>>>>>

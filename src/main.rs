use clap::Parser;
use transfertool::cli::{self, Cli, Commands, Simulation};
use transfertool::config::AppConfig;

mod main_runtime;

use main_runtime::{init_logging, init_logging_simple};

#[tokio::main]
async fn main() -> anyhow::Result<()> {
    let cli = Cli::parse();
    let config = AppConfig::load_from(&cli.config_dir)?;

    match cli.command {
        Commands::Targets { json } => {
            init_logging_simple();
            cli::show_targets(&config, json)?;
        }
        Commands::Route { address } => {
            init_logging_simple();
            cli::show_route(&config, &address)?;
        }
        Commands::Simulate {
            client,
            from,
            target,
            failures,
            hang,
            automatic,
            json,
        } => {
            init_logging(&config.logging);
            let status = cli::run_simulation(
                &config,
                Simulation {
                    client,
                    from,
                    target,
                    failures,
                    hang,
                    automatic,
                    json,
                },
            )
            .await?;

            if !status.is_confirmed() {
                std::process::exit(1);
            }
        }
    }

    Ok(())
}
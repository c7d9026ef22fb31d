//! Resolver
//!
//! Turns a trigger into a concrete target: an explicit name or alias, an
//! address typed by a privileged invoker, or "next available" under the
//! configured selection policy. Never mutates session state.

use serde::{Deserialize, Serialize};
use std::sync::atomic::{AtomicUsize, Ordering};
use std::sync::Arc;
use tracing::debug;

use crate::domain::{Destination, TransferTarget, Trigger};
use crate::error::{Result, TransferError};
use crate::registry::TargetRegistry;

/// How a target is picked when the trigger names none
#[derive(Debug, Clone, Copy, PartialEq, Eq, Default, Serialize, Deserialize)]
#[serde(rename_all = "snake_case")]
pub enum SelectionPolicy {
    /// Only succeed when exactly one target is eligible
    #[default]
    ExplicitOnly,
    /// First eligible target in configuration order
    FirstEligible,
    /// Rotate across eligible targets
    RoundRobin,
}

impl std::fmt::Display for SelectionPolicy {
    fn fmt(&self, f: &mut std::fmt::Formatter<'_>) -> std::fmt::Result {
        match self {
            SelectionPolicy::ExplicitOnly => write!(f, "explicit_only"),
            SelectionPolicy::FirstEligible => write!(f, "first_eligible"),
            SelectionPolicy::RoundRobin => write!(f, "round_robin"),
        }
    }
}

pub struct Resolver {
    registry: Arc<TargetRegistry>,
    policy: SelectionPolicy,
    cursor: AtomicUsize,
}

impl Resolver {
    pub fn new(registry: Arc<TargetRegistry>, policy: SelectionPolicy) -> Self {
        Self {
            registry,
            policy,
            cursor: AtomicUsize::new(0),
        }
    }

    pub fn policy(&self) -> SelectionPolicy {
        self.policy
    }

    pub fn registry(&self) -> &Arc<TargetRegistry> {
        &self.registry
    }

    /// Resolve a trigger to a target.
    ///
    /// Fails with `NotFound` for an unknown name, `SelfTransferDenied` when the
    /// result would be `current`, and `AmbiguousTarget` when the policy cannot
    /// choose between several eligible targets.
    pub async fn resolve(
        &self,
        trigger: Trigger,
        requested: Option<&str>,
        current: Option<&Destination>,
    ) -> Result<TransferTarget> {
        match requested.map(str::trim).filter(|n| !n.is_empty()) {
            Some(name) => {
                let target = self.registry.lookup(name).await?;
                deny_self_transfer(&target, current)?;
                debug!("Resolved '{}' to {} ({} trigger)", name, target, trigger);
                Ok(target)
            }
            None => self.select(trigger, current).await,
        }
    }

    /// Wrap a raw address as a one-off target
    pub fn resolve_address(
        &self,
        destination: Destination,
        current: Option<&Destination>,
    ) -> Result<TransferTarget> {
        let target = TransferTarget::ad_hoc(destination);
        deny_self_transfer(&target, current)?;
        Ok(target)
    }

    async fn select(&self, trigger: Trigger, current: Option<&Destination>) -> Result<TransferTarget> {
        let set = self.registry.snapshot().await;
        if set.is_empty() {
            return Err(TransferError::NotFound("no transfer targets configured".into()));
        }

        let eligible: Vec<&TransferTarget> = set
            .all()
            .iter()
            .filter(|t| current.map_or(true, |c| !t.is_at(c)))
            .collect();

        if eligible.is_empty() {
            // Every configured target is the server the client is already on
            return Err(TransferError::SelfTransferDenied {
                target: set.all()[0].name.clone(),
            });
        }

        // Fallback retries always take the deterministic order
        let policy = match trigger {
            Trigger::Fallback => SelectionPolicy::FirstEligible,
            _ => self.policy,
        };

        let chosen = match policy {
            SelectionPolicy::ExplicitOnly if eligible.len() > 1 => {
                return Err(TransferError::AmbiguousTarget {
                    candidates: eligible.iter().map(|t| t.name.clone()).collect(),
                });
            }
            SelectionPolicy::ExplicitOnly | SelectionPolicy::FirstEligible => eligible[0],
            SelectionPolicy::RoundRobin => {
                let turn = self.cursor.fetch_add(1, Ordering::Relaxed);
                eligible[turn % eligible.len()]
            }
        };

        debug!("Selected {} by {} policy ({} trigger)", chosen, policy, trigger);
        Ok(chosen.clone())
    }

    /// Next eligible target after `failed` in configuration order, wrapping.
    /// Never returns `failed` itself or the client's current server.
    pub async fn fallback_after(
        &self,
        failed: &TransferTarget,
        current: Option<&Destination>,
    ) -> Option<TransferTarget> {
        let set = self.registry.snapshot().await;
        let targets = set.all();
        if targets.is_empty() {
            return None;
        }

        let start = targets
            .iter()
            .position(|t| t.name == failed.name)
            .map_or(0, |pos| pos + 1);

        let fallback = (0..targets.len())
            .map(|offset| &targets[(start + offset) % targets.len()])
            .find(|t| {
                t.name != failed.name
                    && !t.is_at(&failed.destination)
                    && current.map_or(true, |c| !t.is_at(c))
            })
            .cloned();

        if let Some(ref target) = fallback {
            debug!("Fallback after {} is {}", failed.name, target);
        }
        fallback
    }
}

fn deny_self_transfer(target: &TransferTarget, current: Option<&Destination>) -> Result<()> {
    match current {
        Some(current) if target.is_at(current) => Err(TransferError::SelfTransferDenied {
            target: target.name.clone(),
        }),
        _ => Ok(()),
    }
}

<<<<<

# [Required work]
From the records above, extract exactly and only the lines that begin at the line with "fn fmt(&self, f: &mut" and stop after the line with "pub struct Resolver".

# [Answer to the problem]
    fn fmt(&self, f: &mut std::fmt::Formatter<'_>) -> std::fmt::Result {
        match self {
            SelectionPolicy::ExplicitOnly => write!(f, "explicit_only"),
            SelectionPolicy::FirstEligible => write!(f, "first_eligible"),
            SelectionPolicy::RoundRobin => write!(f, "round_robin"),
        }
    }
}

pub struct Resolver {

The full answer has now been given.